§ **ASSIGNED TASK**: Locate the line containing "the given size.", then please write out that line and all the lines below it in the entries exactly.

Collected data entries:
+ + + +
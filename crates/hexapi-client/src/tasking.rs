//! Tasking client
//!
//! Read-only access to the taskings of each CIS contract on the account.

use crate::config::ClientConfig;
use crate::error::Result;
use crate::session::AirbusSession;
use hexapi_core::tasking::{cis_contract_ids, tasking_url};
use serde_json::Value;
use tracing::info;

#[derive(Debug, Clone)]
pub struct TaskingClient {
    session: AirbusSession,
}

impl TaskingClient {
    pub async fn connect(config: &ClientConfig) -> Result<Self> {
        Ok(Self::with_session(AirbusSession::connect(config).await?))
    }

    pub fn with_session(session: AirbusSession) -> Self {
        Self { session }
    }

    pub fn tasking_api_url(&self, contract_id: &str) -> String {
        tasking_url(&self.session.endpoints.tasking_api, contract_id)
    }

    /// CIS contract ids listed in the account services.
    pub async fn cis_contract_ids(&self) -> Result<Vec<String>> {
        let services = self.session.auth.roles().await?;
        Ok(cis_contract_ids(&services))
    }

    /// Taskings of one contract.
    pub async fn taskings(&self, contract_id: &str) -> Result<Value> {
        let url = self.tasking_api_url(contract_id);
        let response = self.session.get_json_headers(&url).await?;
        Ok(response.json().await?)
    }

    /// Taskings of every contract on the account, paired with the contract id.
    pub async fn taskings_for_all_contracts(&self) -> Result<Vec<(String, Value)>> {
        let ids = self.cis_contract_ids().await?;
        info!(contracts = ids.len(), "listing taskings");

        let mut taskings = Vec::with_capacity(ids.len());
        for id in ids {
            let listing = self.taskings(&id).await?;
            taskings.push((id, listing));
        }
        Ok(taskings)
    }
}
//! GeoStore client

use crate::config::ClientConfig;
use crate::error::{ClientError, Result};
use crate::quicklook::{ImageSource, write_image};
use crate::session::AirbusSession;
use hexapi_core::{GeoStoreFeature, GeoStoreQuery, GeoStoreSearchResponse, ImageSize};
use std::path::PathBuf;
use tracing::debug;

#[derive(Debug, Clone)]
pub struct GeoStoreClient {
    session: AirbusSession,
}

impl GeoStoreClient {
    pub async fn connect(config: &ClientConfig) -> Result<Self> {
        Ok(Self::with_session(AirbusSession::connect(config).await?))
    }

    pub fn with_session(session: AirbusSession) -> Self {
        Self { session }
    }

    pub async fn search(&self, query: &GeoStoreQuery) -> Result<GeoStoreSearchResponse> {
        let payload = query.payload();
        debug!(?payload, "GeoStore search");
        let response = self
            .session
            .post_json(&self.session.endpoints.geostore_search, &payload)
            .await?;
        Ok(response.json().await?)
    }

    /// Fetch a quicklook image at the given size.
    pub async fn image_data(&self, url: &str, size: ImageSize) -> Result<Vec<u8>> {
        self.session.get_image(url, &[("size", size.as_str())]).await
    }

    /// Download a quicklook and return the path of the written file.
    ///
    /// For a feature source, the quicklook matching `size` is used.
    pub async fn download_quicklook(
        &self,
        source: ImageSource<'_, GeoStoreFeature>,
        size: ImageSize,
    ) -> Result<PathBuf> {
        let url = match source {
            ImageSource::Feature(feature) => {
                feature.quicklook(size).ok_or(ClientError::MissingQuicklook)?
            }
            ImageSource::Url(url) => url,
        };
        let bytes = self.image_data(url, size).await?;
        write_image(&bytes, self.session.download_dir.as_deref()).await
    }
}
+ + + +
§ **EXPECTED ANSWER**:
    /// Fetch a quicklook image at the given size.
    pub async fn image_data(&self, url: &str, size: ImageSize) -> Result<Vec<u8>> {
        self.session.get_image(url, &[("size", size.as_str())]).await
    }

    /// Download a quicklook and return the path of the written file.
    ///
    /// For a feature source, the quicklook matching `size` is used.
    pub async fn download_quicklook(
        &self,
        source: ImageSource<'_, GeoStoreFeature>,
        size: ImageSize,
    ) -> Result<PathBuf> {
        let url = match source {
            ImageSource::Feature(feature) => {
                feature.quicklook(size).ok_or(ClientError::MissingQuicklook)?
            }
            ImageSource::Url(url) => url,
        };
        let bytes = self.image_data(url, size).await?;
        write_image(&bytes, self.session.download_dir.as_deref()).await
    }
}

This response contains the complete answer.